Antimicrobial resistance in Haemophilus influenzae isolated from the nasopharynx among Japanese children with acute otitis media

Conclusion. High prevalence of penicillin-binding protein (PBP) gene mutated (PGM) strains of H. influenzae should be taken into account when treating otitis media in children. Objective. To evaluate prevalence of beta-lactamase nonproducing ampicillin-resistant (BLNAR) strains of Haemophilus influenzae with mutations in ftsI gene encoding penicillin-binding protein 3 (PBP3) among children with otitis media. Methods. A total of 644 nasopharyngeal isolates of H. influenzae was collected from pediatric acute otitis media (AOM) patients with or without otitis media with effusions (OME) at the clinics of Otolaryngology-Head and Neck Surgery, Wakayama Medical University Hospital and six affiliated hospitals in Wakayama prefecture between January 1999 and December 2003. Minimal inhibitory concentrations (MICs) of ampicillin ( AMP), cefditoren (CDN), cefdinir (CFD), cefaclor (CCL), cefpodoxime (CPD), and cefcapene (CFPN) were determined by the microbroth dilution method according to the recommendations of the National Committee for Clinical Laboratory Standards (NCCLS). Types of mutations in PBP3 gene ( ftsI) were evaluated by a polymerase chain reaction (PCR)-based genotyping method. beta-Lactamase gene (bla) was also identified by PCR. Results. beta-Lactamase-producing (BLP) strains with the bla gene were identified in 16 (2.5%) of isolates. PGM strains were identified in 279 (43.3%) isolates.

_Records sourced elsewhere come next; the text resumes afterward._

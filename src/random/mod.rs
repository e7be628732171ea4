use tracing::debug;

use crate::prelude::*;

/// Parameters for [`generate_random_automaton`].
#[derive(Debug, Clone, PartialEq)]
pub struct RandomAutomaton {
    /// Number of states.
    pub states: usize,
    /// Probability that a transition exists between two states for a given letter.
    pub density: f64,
    /// Probability that a spontaneous transition exists between two states.
    pub spontaneous_density: f64,
    /// If set, spontaneous transitions only go from a state to a state with a larger index, so
    /// that they form no cycle.
    pub spontaneous_acyclic: bool,
    /// Number of initial states, picked among the first states.
    pub initials: usize,
    /// Number of final states, picked among the last states.
    pub finals: usize,
}

impl Default for RandomAutomaton {
    fn default() -> Self {
        Self {
            states: 5,
            density: 0.3,
            spontaneous_density: 0.2,
            spontaneous_acyclic: false,
            initials: 1,
            finals: 1,
        }
    }
}

/// Draws a random automaton over the letters of `ctx` with the given parameters. For every
/// ordered pair of states (loops included) and every letter, a transition is added with
/// probability `density`, and a spontaneous one with probability `spontaneous_density`. The
/// weights of transitions as well as initial and final weights are drawn by calling `weight`,
/// a zero weight leaves the transition out.
pub fn generate_random_automaton<W, F>(
    ctx: Context<NullableSet, W>,
    config: &RandomAutomaton,
    mut weight: F,
) -> MutableAutomaton<NullableSet, W>
where
    W: WeightSet,
    F: FnMut() -> W::Weight,
{
    let letters: Vec<_> = ctx.labelset().letters().map(Letter::Char).collect();
    let mut aut = MutableAutomaton::new(ctx);
    let states: Vec<_> = (0..config.states).map(|_| aut.new_state()).collect();

    for (i, p) in states.iter().enumerate() {
        for (j, q) in states.iter().enumerate() {
            for letter in &letters {
                if fastrand::f64() < config.density {
                    aut.add_transition(*p, *q, *letter, weight());
                }
            }
            let allowed = !config.spontaneous_acyclic || i < j;
            if allowed && fastrand::f64() < config.spontaneous_density {
                aut.add_transition(*p, *q, Letter::One, weight());
            }
        }
    }

    for p in states.iter().take(config.initials) {
        aut.add_initial(*p, weight());
    }
    for p in states.iter().rev().take(config.finals) {
        aut.add_final(*p, weight());
    }

    debug!(
        "generated random automaton with {} states, {} transitions, {} of them spontaneous",
        aut.num_states(),
        aut.num_transitions(),
        num_spontaneous_transitions(&aut)
    );
    aut
}

/// Builds the automaton of `a?{n}`: a chain of `n + 1` states in which state `i` has a
/// spontaneous transition and an `a`-transition to state `i + 1`, each weighted one. The first
/// state is initial and the last one final.
pub fn optional_chain<W: WeightSet>(
    ctx: Context<NullableSet, W>,
    n: usize,
) -> MutableAutomaton<NullableSet, W> {
    let one = ctx.weightset().one();
    let a = Letter::Char('a');
    AutomatonBuilder::new(ctx)
        .with_states(n + 1)
        .with_transitions((0..n).flat_map(|i| {
            [(i, Letter::One, one.clone(), i + 1), (i, a, one.clone(), i + 1)]
        }))
        .with_initial(0, one.clone())
        .with_final(n, one.clone())
        .build()
}

#[cfg(test)]
mod tests {
    use super::*;

    fn all_words(max_len: usize) -> Vec<Vec<char>> {
        (0..=max_len)
            .flat_map(|len| {
                (0..1usize << len).map(move |bits| {
                    (0..len)
                        .map(|i| if bits >> i & 1 == 1 { 'b' } else { 'a' })
                        .collect()
                })
            })
            .collect()
    }

    #[test_log::test]
    fn random_boolean_automata() {
        fastrand::seed(17);
        let config = RandomAutomaton {
            states: 6,
            initials: 2,
            finals: 2,
            ..Default::default()
        };
        for _ in 0..20 {
            let aut = generate_random_automaton(
                Context::new(NullableSet::of_size(2), B),
                &config,
                || true,
            );
            let inplace =
                proper(&aut, Direction::Backward, true, ProperAlgorithm::Inplace).unwrap();
            let forward = proper(&aut, Direction::Forward, false, ProperAlgorithm::Auto).unwrap();
            let distance =
                proper(&aut, Direction::Backward, false, ProperAlgorithm::Distance).unwrap();
            for word in all_words(4) {
                let expected = evaluate(&inplace, &word);
                assert_eq!(evaluate(&forward, &word), expected, "on {word:?}\n{aut}");
                assert_eq!(evaluate(&distance, &word), expected, "on {word:?}\n{aut}");
            }
        }
    }

    #[test_log::test]
    fn random_integer_automata() {
        fastrand::seed(42);
        let config = RandomAutomaton {
            states: 6,
            spontaneous_acyclic: true,
            spontaneous_density: 0.4,
            initials: 2,
            finals: 3,
            ..Default::default()
        };
        for _ in 0..20 {
            let aut = generate_random_automaton(
                Context::new(NullableSet::of_size(2), Z),
                &config,
                || fastrand::i64(-3..=3),
            );
            assert!(is_eps_acyclic(&aut));
            assert!(is_valid(&aut));
            let back = eps_removal(&aut, Direction::Backward).unwrap();
            let fwd = eps_removal(&aut, Direction::Forward).unwrap();
            let pruned = proper(&aut, Direction::Backward, true, ProperAlgorithm::Auto).unwrap();
            assert!(is_proper(&back) && is_proper(&fwd));
            assert!(pruned.num_states() <= back.num_states());
            for word in all_words(4) {
                let expected = evaluate(&back, &word);
                assert_eq!(evaluate(&fwd, &word), expected, "on {word:?}\n{aut}");
                assert_eq!(evaluate(&pruned, &word), expected, "on {word:?}\n{aut}");
            }
        }
    }

    #[test]
    fn validity_predicts_success_over_rationals() {
        fastrand::seed(3);
        let config = RandomAutomaton {
            states: 4,
            spontaneous_density: 0.5,
            initials: 2,
            finals: 2,
            ..Default::default()
        };
        let (mut valid, mut invalid) = (0, 0);
        for _ in 0..100 {
            let aut = generate_random_automaton(
                Context::new(NullableSet::of_size(2), Q),
                &config,
                || Rational::new(fastrand::i64(-2..=2), fastrand::u64(1..=4)),
            );
            let res = proper(&aut, Direction::Backward, false, ProperAlgorithm::Auto);
            assert_eq!(is_valid(&aut), res.is_ok(), "{aut}");
            match res {
                Ok(res) => {
                    assert!(is_proper(&res));
                    valid += 1;
                }
                Err(e) => {
                    assert_eq!(e, ProperError::InvalidAutomaton);
                    invalid += 1;
                }
            }
        }
        debug!("{valid} valid and {invalid} invalid rational automata");
    }

    #[test]
    fn validity_predicts_success_over_tropical_weights() {
        fastrand::seed(11);
        let config = RandomAutomaton {
            states: 5,
            spontaneous_density: 0.4,
            initials: 2,
            finals: 2,
            ..Default::default()
        };
        for _ in 0..100 {
            let aut = generate_random_automaton(
                Context::new(NullableSet::of_size(2), ZMin),
                &config,
                || fastrand::i64(-1..=4),
            );
            let valid = is_valid(&aut);
            for direction in [Direction::Backward, Direction::Forward] {
                let res = proper(&aut, direction, true, ProperAlgorithm::Auto);
                assert_eq!(valid, res.is_ok(), "{direction}\n{aut}");
            }
        }
    }

    #[test]
    fn chain_accepts_short_words() {
        let aut = optional_chain(Context::new(NullableSet::of_size(1), Z), 3);
        assert_eq!(aut.num_states(), 4);
        assert_eq!(num_spontaneous_transitions(&aut), 3);
        let res = eps_removal(&aut, Direction::Backward).unwrap();
        assert_eq!(evaluate(&res, &[]), Ok(1));
        assert_eq!(evaluate(&res, &['a', 'a']), Ok(3));
        assert_eq!(evaluate(&res, &['a'; 4]), Ok(0));
    }
}
use crate::{Context, LabelSet, WeightSet};

mod mutable;
pub use mutable::MutableAutomaton;

mod transpose;
pub use transpose::{transpose, Transposed};

mod builder;
pub use builder::AutomatonBuilder;

/// Index of a state. The sentinel states `pre` and `post` always exist.
pub type StateIndex = usize;
/// Index of a transition.
pub type TransitionIndex = usize;

/// Type alias for the labels of an automaton.
pub type LabelOf<A> = <<A as Automaton>::Labels as LabelSet>::Label;
/// Type alias for the weights of an automaton.
pub type WeightOf<A> = <<A as Automaton>::Weights as WeightSet>::Weight;

/// Read access to a weighted automaton.
///
/// An automaton is a directed multigraph whose transitions carry a label and a weight. Two
/// sentinel states exist in every automaton: [`Automaton::pre`], a virtual super-source whose
/// outgoing transitions carry the initial weights, and [`Automaton::post`], a virtual super-sink
/// whose incoming transitions carry the final weights. Both kinds of transitions are labeled with
/// the special label of the label set.
///
/// Only a handful of methods have to be implemented, everything else (filtering by label,
/// initial and final weights, counting) is derived from them. This allows algorithms to run on
/// views such as [`Transposed`] without duplication.
pub trait Automaton {
    /// The label set of the context.
    type Labels: LabelSet;
    /// The weight set of the context.
    type Weights: WeightSet;

    /// The context this automaton is defined over.
    fn context(&self) -> &Context<Self::Labels, Self::Weights>;

    /// The virtual super-source.
    fn pre(&self) -> StateIndex;

    /// The virtual super-sink.
    fn post(&self) -> StateIndex;

    /// All states, including `pre` and `post`, in ascending order.
    fn all_states(&self) -> impl Iterator<Item = StateIndex> + '_;

    /// Whether `state` is a live state of the automaton.
    fn has_state(&self, state: StateIndex) -> bool;

    /// All transitions, including the initial and final ones.
    fn all_transitions(&self) -> impl Iterator<Item = TransitionIndex> + '_;

    /// All transitions leaving `state`, including final transitions.
    fn all_out(&self, state: StateIndex) -> impl Iterator<Item = TransitionIndex> + '_;

    /// All transitions entering `state`, including initial transitions.
    fn all_in(&self, state: StateIndex) -> impl Iterator<Item = TransitionIndex> + '_;

    /// Source of the transition `t`.
    fn src_of(&self, t: TransitionIndex) -> StateIndex;

    /// Destination of the transition `t`.
    fn dst_of(&self, t: TransitionIndex) -> StateIndex;

    /// Label of the transition `t`.
    fn label_of(&self, t: TransitionIndex) -> LabelOf<Self>;

    /// Weight of the transition `t`.
    fn weight_of(&self, t: TransitionIndex) -> WeightOf<Self>;

    /// Finds the transition from `src` to `dst` labeled `label`, if it exists. If there are
    /// parallel transitions, the first one is returned.
    fn get_transition(
        &self,
        src: StateIndex,
        dst: StateIndex,
        label: &LabelOf<Self>,
    ) -> Option<TransitionIndex>;

    /// The label set of the context.
    fn labelset(&self) -> &Self::Labels {
        self.context().labelset()
    }

    /// The weight set of the context.
    fn weightset(&self) -> &Self::Weights {
        self.context().weightset()
    }

    /// All states except `pre` and `post`.
    fn states(&self) -> impl Iterator<Item = StateIndex> + '_ {
        let (pre, post) = (self.pre(), self.post());
        self.all_states().filter(move |s| *s != pre && *s != post)
    }

    /// All transitions except the initial and final ones.
    fn transitions(&self) -> impl Iterator<Item = TransitionIndex> + '_ {
        let (pre, post) = (self.pre(), self.post());
        self.all_transitions()
            .filter(move |t| self.src_of(*t) != pre && self.dst_of(*t) != post)
    }

    /// Transitions leaving `state`, excluding the final transition.
    fn outs(&self, state: StateIndex) -> impl Iterator<Item = TransitionIndex> + '_ {
        let post = self.post();
        self.all_out(state).filter(move |t| self.dst_of(*t) != post)
    }

    /// Transitions entering `state`, excluding the initial transition.
    fn ins(&self, state: StateIndex) -> impl Iterator<Item = TransitionIndex> + '_ {
        let pre = self.pre();
        self.all_in(state).filter(move |t| self.src_of(*t) != pre)
    }

    /// Transitions leaving `state` that are labeled `label`.
    fn outs_labeled<'a>(
        &'a self,
        state: StateIndex,
        label: &'a LabelOf<Self>,
    ) -> impl Iterator<Item = TransitionIndex> + 'a {
        self.all_out(state)
            .filter(move |t| &self.label_of(*t) == label)
    }

    /// Transitions entering `state` that are labeled `label`.
    fn ins_labeled<'a>(
        &'a self,
        state: StateIndex,
        label: &'a LabelOf<Self>,
    ) -> impl Iterator<Item = TransitionIndex> + 'a {
        self.all_in(state).filter(move |t| &self.label_of(*t) == label)
    }

    /// Whether a transition from `src` to `dst` labeled `label` exists.
    fn has_transition(&self, src: StateIndex, dst: StateIndex, label: &LabelOf<Self>) -> bool {
        self.get_transition(src, dst, label).is_some()
    }

    /// Whether `t` is labeled with the spontaneous label.
    fn is_spontaneous(&self, t: TransitionIndex) -> bool {
        self.labelset().is_one(&self.label_of(t))
    }

    /// The initial weight of `state`, zero if it is not initial. Parallel initial transitions
    /// are summed.
    fn initial_weight(&self, state: StateIndex) -> WeightOf<Self> {
        let ws = self.weightset();
        let pre = self.pre();
        self.all_in(state)
            .filter(|t| self.src_of(*t) == pre)
            .fold(ws.zero(), |acc, t| ws.add(&acc, &self.weight_of(t)))
    }

    /// The final weight of `state`, zero if it is not final. Parallel final transitions are
    /// summed.
    fn final_weight(&self, state: StateIndex) -> WeightOf<Self> {
        let ws = self.weightset();
        let post = self.post();
        self.all_out(state)
            .filter(|t| self.dst_of(*t) == post)
            .fold(ws.zero(), |acc, t| ws.add(&acc, &self.weight_of(t)))
    }

    /// Whether `state` has a nonzero initial weight.
    fn is_initial(&self, state: StateIndex) -> bool {
        let special = self.labelset().special();
        self.has_transition(self.pre(), state, &special)
    }

    /// Whether `state` has a nonzero final weight.
    fn is_final(&self, state: StateIndex) -> bool {
        let special = self.labelset().special();
        self.has_transition(state, self.post(), &special)
    }

    /// The transitions carrying initial weights.
    fn initial_transitions(&self) -> impl Iterator<Item = TransitionIndex> + '_ {
        self.all_out(self.pre())
    }

    /// The transitions carrying final weights.
    fn final_transitions(&self) -> impl Iterator<Item = TransitionIndex> + '_ {
        self.all_in(self.post())
    }

    /// Number of states, excluding `pre` and `post`.
    fn num_states(&self) -> usize {
        self.states().count()
    }

    /// Number of transitions, excluding initial and final transitions.
    fn num_transitions(&self) -> usize {
        self.transitions().count()
    }

    /// Number of initial states.
    fn num_initials(&self) -> usize {
        self.initial_transitions().count()
    }

    /// Number of final states.
    fn num_finals(&self) -> usize {
        self.final_transitions().count()
    }
}

/// Edit access to a weighted automaton.
///
/// A transition with a zero weight is considered absent, the editing primitives never leave
/// one behind: setting a zero weight deletes the transition. Invalid arguments (deleting a
/// state or transition that does not exist, deleting `pre` or `post`) are programming errors
/// and cause a panic.
pub trait AutomatonMut: Automaton {
    /// Adds a fresh state and returns its index.
    fn new_state(&mut self) -> StateIndex;

    /// Deletes `state` together with all its incoming and outgoing transitions.
    fn del_state(&mut self, state: StateIndex);

    /// Creates a new transition, even if one with the same source, destination and label
    /// already exists. `weight` must not be zero.
    fn new_transition(
        &mut self,
        src: StateIndex,
        dst: StateIndex,
        label: LabelOf<Self>,
        weight: WeightOf<Self>,
    ) -> TransitionIndex;

    /// Deletes the transition `t`.
    fn del_transition(&mut self, t: TransitionIndex);

    /// Sets the weight of `t`, deleting `t` if `weight` is zero. Returns `weight`.
    fn set_weight(&mut self, t: TransitionIndex, weight: WeightOf<Self>) -> WeightOf<Self>;

    /// Sets the weight of the transition from `src` to `dst` labeled `label`, creating it if
    /// needed and deleting it if `weight` is zero. Returns the transition if it exists afterwards.
    fn set_transition(
        &mut self,
        src: StateIndex,
        dst: StateIndex,
        label: LabelOf<Self>,
        weight: WeightOf<Self>,
    ) -> Option<TransitionIndex> {
        match self.get_transition(src, dst, &label) {
            Some(t) => {
                let zero = self.weightset().is_zero(&weight);
                self.set_weight(t, weight);
                (!zero).then_some(t)
            }
            None if self.weightset().is_zero(&weight) => None,
            None => Some(self.new_transition(src, dst, label, weight)),
        }
    }

    /// Adds `weight` to the transition from `src` to `dst` labeled `label`, creating it if
    /// needed. The weights are summed explicitly with the semiring addition, so no parallel
    /// transition is introduced. Returns the resulting weight.
    fn add_transition(
        &mut self,
        src: StateIndex,
        dst: StateIndex,
        label: LabelOf<Self>,
        weight: WeightOf<Self>,
    ) -> WeightOf<Self> {
        match self.get_transition(src, dst, &label) {
            Some(t) => self.add_weight(t, weight),
            None => {
                if !self.weightset().is_zero(&weight) {
                    self.new_transition(src, dst, label, weight.clone());
                }
                weight
            }
        }
    }

    /// Adds `weight` to the weight of `t`. Returns the resulting weight.
    fn add_weight(&mut self, t: TransitionIndex, weight: WeightOf<Self>) -> WeightOf<Self> {
        let sum = self.weightset().add(&self.weight_of(t), &weight);
        self.set_weight(t, sum)
    }

    /// Multiplies the weight of `t` by `weight` on the left. Returns the resulting weight.
    fn lmul_weight(&mut self, t: TransitionIndex, weight: WeightOf<Self>) -> WeightOf<Self> {
        let product = self.weightset().mul(&weight, &self.weight_of(t));
        self.set_weight(t, product)
    }

    /// Multiplies the weight of `t` by `weight` on the right. Returns the resulting weight.
    fn rmul_weight(&mut self, t: TransitionIndex, weight: WeightOf<Self>) -> WeightOf<Self> {
        let product = self.weightset().mul(&self.weight_of(t), &weight);
        self.set_weight(t, product)
    }

    /// Sets the initial weight of `state`.
    fn set_initial(&mut self, state: StateIndex, weight: WeightOf<Self>) {
        let (pre, special) = (self.pre(), self.labelset().special());
        self.set_transition(pre, state, special, weight);
    }

    /// Adds `weight` to the initial weight of `state`.
    fn add_initial(&mut self, state: StateIndex, weight: WeightOf<Self>) -> WeightOf<Self> {
        let (pre, special) = (self.pre(), self.labelset().special());
        self.add_transition(pre, state, special, weight)
    }

    /// Sets the final weight of `state`.
    fn set_final(&mut self, state: StateIndex, weight: WeightOf<Self>) {
        let (post, special) = (self.post(), self.labelset().special());
        self.set_transition(state, post, special, weight);
    }

    /// Adds `weight` to the final weight of `state`.
    fn add_final(&mut self, state: StateIndex, weight: WeightOf<Self>) -> WeightOf<Self> {
        let (post, special) = (self.post(), self.labelset().special());
        self.add_transition(state, post, special, weight)
    }
}

macro_rules! forward_automaton {
    ($($ty:ty),*) => {
        $(
            impl<A: Automaton + ?Sized> Automaton for $ty {
                type Labels = A::Labels;
                type Weights = A::Weights;

                fn context(&self) -> &Context<Self::Labels, Self::Weights> {
                    (**self).context()
                }
                fn pre(&self) -> StateIndex {
                    (**self).pre()
                }
                fn post(&self) -> StateIndex {
                    (**self).post()
                }
                fn all_states(&self) -> impl Iterator<Item = StateIndex> + '_ {
                    (**self).all_states()
                }
                fn has_state(&self, state: StateIndex) -> bool {
                    (**self).has_state(state)
                }
                fn all_transitions(&self) -> impl Iterator<Item = TransitionIndex> + '_ {
                    (**self).all_transitions()
                }
                fn all_out(&self, state: StateIndex) -> impl Iterator<Item = TransitionIndex> + '_ {
                    (**self).all_out(state)
                }
                fn all_in(&self, state: StateIndex) -> impl Iterator<Item = TransitionIndex> + '_ {
                    (**self).all_in(state)
                }
                fn src_of(&self, t: TransitionIndex) -> StateIndex {
                    (**self).src_of(t)
                }
                fn dst_of(&self, t: TransitionIndex) -> StateIndex {
                    (**self).dst_of(t)
                }
                fn label_of(&self, t: TransitionIndex) -> LabelOf<Self> {
                    (**self).label_of(t)
                }
                fn weight_of(&self, t: TransitionIndex) -> WeightOf<Self> {
                    (**self).weight_of(t)
                }
                fn get_transition(
                    &self,
                    src: StateIndex,
                    dst: StateIndex,
                    label: &LabelOf<Self>,
                ) -> Option<TransitionIndex> {
                    (**self).get_transition(src, dst, label)
                }
            }
        )*
    };
}

forward_automaton!(&A, &mut A);

impl<A: AutomatonMut + ?Sized> AutomatonMut for &mut A {
    fn new_state(&mut self) -> StateIndex {
        (**self).new_state()
    }

    fn del_state(&mut self, state: StateIndex) {
        (**self).del_state(state)
    }

    fn new_transition(
        &mut self,
        src: StateIndex,
        dst: StateIndex,
        label: LabelOf<Self>,
        weight: WeightOf<Self>,
    ) -> TransitionIndex {
        (**self).new_transition(src, dst, label, weight)
    }

    fn del_transition(&mut self, t: TransitionIndex) {
        (**self).del_transition(t)
    }

    fn set_weight(&mut self, t: TransitionIndex, weight: WeightOf<Self>) -> WeightOf<Self> {
        (**self).set_weight(t, weight)
    }
}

There were 242 (37.6%) PGM1-nonBLP strains with mutations in variable mutated locus of ftsI, 35 (5.4%) PGM2-nonBLP strains with mutations in highly mutated locus of ftsI, 2 (0.3%) BLP-PGM strains with mutations in ftsI and producing beta-lactamase. BLP-nonPGM strains producing beta-lactamase without mutations in ftsI were identified in 14 (2.2%) isolates. MICs of PGM1-nonBLP strains to AMP were 0.5 - 2.0 mu g/ml. The MIC90 of CDN to the PGM1-nonBLP strains was lowest (0.06 mu g/ml). Proportions of PGM1-nonBLP strains rapidly increased during 1999 to 2002 and then decreased in 2003. In contrast, PGM2-nonBLP strains increased in 2003.